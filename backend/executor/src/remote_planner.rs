/// Agentic turn planner reached over HTTP.
///
/// The LLM side lives in a separate service. Each turn the orchestrator sends
/// it the session state and receives either the next turn type or a planned
/// turn.
use std::time::Duration;

use anyhow::{bail, Context, Result};
use async_trait::async_trait;
use reqwest::{Client, StatusCode};
use serde::de::DeserializeOwned;
use serde::{Deserialize, Serialize};
use tracing::debug;
use url::Url;

use tubelens_core::{SessionState, ToolFailure, TurnType};

use crate::pipeline::{PlannedTurn, TurnPlanner};

const USER_AGENT: &str = "TubeLens/0.1";

pub struct RemotePlanner {
    base: Url,
    client: Client,
    timeout: Duration,
    api_key: Option<String>,
}

#[derive(Serialize)]
struct NextTurnRequest<'a> {
    state: &'a SessionState,
}

#[derive(Deserialize)]
struct NextTurnResponse {
    turn: Option<TurnType>,
}

#[derive(Serialize)]
struct PlanRequest<'a> {
    state: &'a SessionState,
    turn: TurnType,
    model: &'a str,
}

impl RemotePlanner {
    pub fn new(endpoint: &str, timeout: Duration) -> Result<Self> {
        let mut base = Url::parse(endpoint)
            .with_context(|| format!("Invalid planner endpoint URL: {}", endpoint))?;
        if !matches!(base.scheme(), "http" | "https") {
            bail!("Unsupported planner endpoint scheme: {}", base.scheme());
        }
        // Relative joins replace the last segment unless the path ends in '/'.
        if !base.path().ends_with('/') {
            let path = format!("{}/", base.path());
            base.set_path(&path);
        }
        Ok(Self {
            base,
            client: Client::new(),
            timeout,
            api_key: None,
        })
    }

    pub fn with_api_key(mut self, api_key: impl Into<String>) -> Self {
        self.api_key = Some(api_key.into());
        self
    }

    pub fn endpoint(&self, route: &str) -> Result<Url> {
        self.base
            .join(route)
            .with_context(|| format!("Invalid planner route: {}", route))
    }

    async fn post<B: Serialize, R: DeserializeOwned>(&self, route: &str, body: &B) -> Result<R> {
        let url = self.endpoint(route)?;
        debug!(url = %url, "Calling agentic planner");

        let mut request = self
            .client
            .post(url)
            .header("User-Agent", USER_AGENT)
            .timeout(self.timeout)
            .json(body);
        if let Some(key) = &self.api_key {
            request = request.bearer_auth(key);
        }

        let response = request.send().await.map_err(|e| {
            if e.is_timeout() || e.is_connect() {
                ToolFailure::transient(format!("planner unreachable: {}", e))
            } else {
                ToolFailure::permanent(format!("planner request failed: {}", e))
            }
        })?;

        let status = response.status();
        if !status.is_success() {
            let body = response.text().await.unwrap_or_default();
            let message = format!("planner returned {}: {}", status, body.trim());
            let failure = if status.is_server_error() || status == StatusCode::TOO_MANY_REQUESTS {
                ToolFailure::transient(message)
            } else {
                ToolFailure::permanent(message)
            };
            return Err(failure.into());
        }

        let parsed = response
            .json::<R>()
            .await
            .map_err(|e| ToolFailure::permanent(format!("planner returned invalid JSON: {}", e)))?;
        Ok(parsed)
    }
}

#[async_trait]
impl TurnPlanner for RemotePlanner {
    fn name(&self) -> &str {
        "remote"
    }

    async fn next_turn_type(&self, state: &SessionState) -> Result<Option<TurnType>> {
        let response: NextTurnResponse = self.post("next-turn", &NextTurnRequest { state }).await?;
        Ok(response.turn)
    }

    async fn plan_turn(&self, state: &SessionState, turn: TurnType, model: &str) -> Result<PlannedTurn> {
        self.post("plan", &PlanRequest { state, turn, model }).await
    }
}

#[cfg(test)]
mod tests {
    use tubelens_core::{AnalysisMode, BudgetCaps};

    use super::*;

    #[test]
    fn test_routes_join_under_base_path() {
        let planner = RemotePlanner::new("http://planner.local:9000/v1", Duration::from_secs(5)).unwrap();
        assert_eq!(planner.endpoint("plan").unwrap().as_str(), "http://planner.local:9000/v1/plan");
        assert_eq!(
            planner.endpoint("next-turn").unwrap().as_str(),
            "http://planner.local:9000/v1/next-turn"
        );
    }

    #[test]
    fn test_rejects_bad_endpoint() {
        assert!(RemotePlanner::new("planner.local", Duration::from_secs(1)).is_err());
        assert!(RemotePlanner::new("file:///tmp/planner", Duration::from_secs(1)).is_err());
    }

    #[test]
    fn test_next_turn_response_shapes() {
        let done: NextTurnResponse = serde_json::from_str(r#"{"turn": null}"#).unwrap();
        assert!(done.turn.is_none());
        let next: NextTurnResponse = serde_json::from_str(r#"{"turn": "validation"}"#).unwrap();
        assert_eq!(next.turn, Some(TurnType::Validation));
    }

    #[tokio::test]
    async fn test_unreachable_planner_is_transient() {
        let planner = RemotePlanner::new("http://127.0.0.1:9/", Duration::from_millis(500)).unwrap();
        let state = SessionState::new("s", "v", AnalysisMode::Agentic, "gpt-5", BudgetCaps::default());
        let err = planner.next_turn_type(&state).await.unwrap_err();
        let (_, recoverable) = ToolFailure::classify(&err);
        assert!(recoverable);
    }
}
----
-- Exercise --
Whatever appears in the data above is to be set down exactly.

-- Response for this exercise --
filename backend/executor/src/remote_planner.rs
/// Agentic turn planner reached over HTTP.
///
/// The LLM side lives in a separate service. Each turn the orchestrator sends
/// it the session state and receives either the next turn type or a planned
/// turn.
use std::time::Duration;

use anyhow::{bail, Context, Result};
use async_trait::async_trait;
use reqwest::{Client, StatusCode};
use serde::de::DeserializeOwned;
use serde::{Deserialize, Serialize};
use tracing::debug;
use url::Url;

use tubelens_core::{SessionState, ToolFailure, TurnType};

use crate::pipeline::{PlannedTurn, TurnPlanner};

const USER_AGENT: &str = "TubeLens/0.1";

pub struct RemotePlanner {
    base: Url,
    client: Client,
    timeout: Duration,
    api_key: Option<String>,
}

#[derive(Serialize)]
struct NextTurnRequest<'a> {
    state: &'a SessionState,
}

#[derive(Deserialize)]
struct NextTurnResponse {
    turn: Option<TurnType>,
}

#[derive(Serialize)]
struct PlanRequest<'a> {
    state: &'a SessionState,
    turn: TurnType,
    model: &'a str,
}

impl RemotePlanner {
    pub fn new(endpoint: &str, timeout: Duration) -> Result<Self> {
        let mut base = Url::parse(endpoint)
            .with_context(|| format!("Invalid planner endpoint URL: {}", endpoint))?;
        if !matches!(base.scheme(), "http" | "https") {
            bail!("Unsupported planner endpoint scheme: {}", base.scheme());
        }
        // Relative joins replace the last segment unless the path ends in '/'.
        if !base.path().ends_with('/') {
            let path = format!("{}/", base.path());
            base.set_path(&path);
        }
        Ok(Self {
            base,
            client: Client::new(),
            timeout,
            api_key: None,
        })
    }

    pub fn with_api_key(mut self, api_key: impl Into<String>) -> Self {
        self.api_key = Some(api_key.into());
        self
    }

    pub fn endpoint(&self, route: &str) -> Result<Url> {
        self.base
            .join(route)
            .with_context(|| format!("Invalid planner route: {}", route))
    }

    async fn post<B: Serialize, R: DeserializeOwned>(&self, route: &str, body: &B) -> Result<R> {
        let url = self.endpoint(route)?;
        debug!(url = %url, "Calling agentic planner");

        let mut request = self
            .client
            .post(url)
            .header("User-Agent", USER_AGENT)
            .timeout(self.timeout)
            .json(body);
        if let Some(key) = &self.api_key {
            request = request.bearer_auth(key);
        }

        let response = request.send().await.map_err(|e| {
            if e.is_timeout() || e.is_connect() {
                ToolFailure::transient(format!("planner unreachable: {}", e))
            } else {
                ToolFailure::permanent(format!("planner request failed: {}", e))
            }
        })?;

        let status = response.status();
        if !status.is_success() {
            let body = response.text().await.unwrap_or_default();
            let message = format!("planner returned {}: {}", status, body.trim());
            let failure = if status.is_server_error() || status == StatusCode::TOO_MANY_REQUESTS {
                ToolFailure::transient(message)
            } else {
                ToolFailure::permanent(message)
            };
            return Err(failure.into());
        }

        let parsed = response
            .json::<R>()
            .await
            .map_err(|e| ToolFailure::permanent(format!("planner returned invalid JSON: {}", e)))?;
        Ok(parsed)
    }
}

#[async_trait]
impl TurnPlanner for RemotePlanner {
    fn name(&self) -> &str {
        "remote"
    }

    async fn next_turn_type(&self, state: &SessionState) -> Result<Option<TurnType>> {
        let response: NextTurnResponse = self.post("next-turn", &NextTurnRequest { state }).await?;
        Ok(response.turn)
    }

    async fn plan_turn(&self, state: &SessionState, turn: TurnType, model: &str) -> Result<PlannedTurn> {
        self.post("plan", &PlanRequest { state, turn, model }).await
    }
}

#[cfg(test)]
mod tests {
    use tubelens_core::{AnalysisMode, BudgetCaps};

    use super::*;

    #[test]
    fn test_routes_join_under_base_path() {
        let planner = RemotePlanner::new("http://planner.local:9000/v1", Duration::from_secs(5)).unwrap();
        assert_eq!(planner.endpoint("plan").unwrap().as_str(), "http://planner.local:9000/v1/plan");
        assert_eq!(
            planner.endpoint("next-turn").unwrap().as_str(),
            "http://planner.local:9000/v1/next-turn"
        );
    }

    #[test]
    fn test_rejects_bad_endpoint() {
        assert!(RemotePlanner::new("planner.local", Duration::from_secs(1)).is_err());
        assert!(RemotePlanner::new("file:///tmp/planner", Duration::from_secs(1)).is_err());
    }

    #[test]
    fn test_next_turn_response_shapes() {
        let done: NextTurnResponse = serde_json::from_str(r#"{"turn": null}"#).unwrap();
        assert!(done.turn.is_none());
        let next: NextTurnResponse = serde_json::from_str(r#"{"turn": "validation"}"#).unwrap();
        assert_eq!(next.turn, Some(TurnType::Validation));
    }

    #[tokio::test]
    async fn test_unreachable_planner_is_transient() {
        let planner = RemotePlanner::new("http://127.0.0.1:9/", Duration::from_millis(500)).unwrap();
        let state = SessionState::new("s", "v", AnalysisMode::Agentic, "gpt-5", BudgetCaps::default());
        let err = planner.next_turn_type(&state).await.unwrap_err();
        let (_, recoverable) = ToolFailure::classify(&err);
        assert!(recoverable);
    }
}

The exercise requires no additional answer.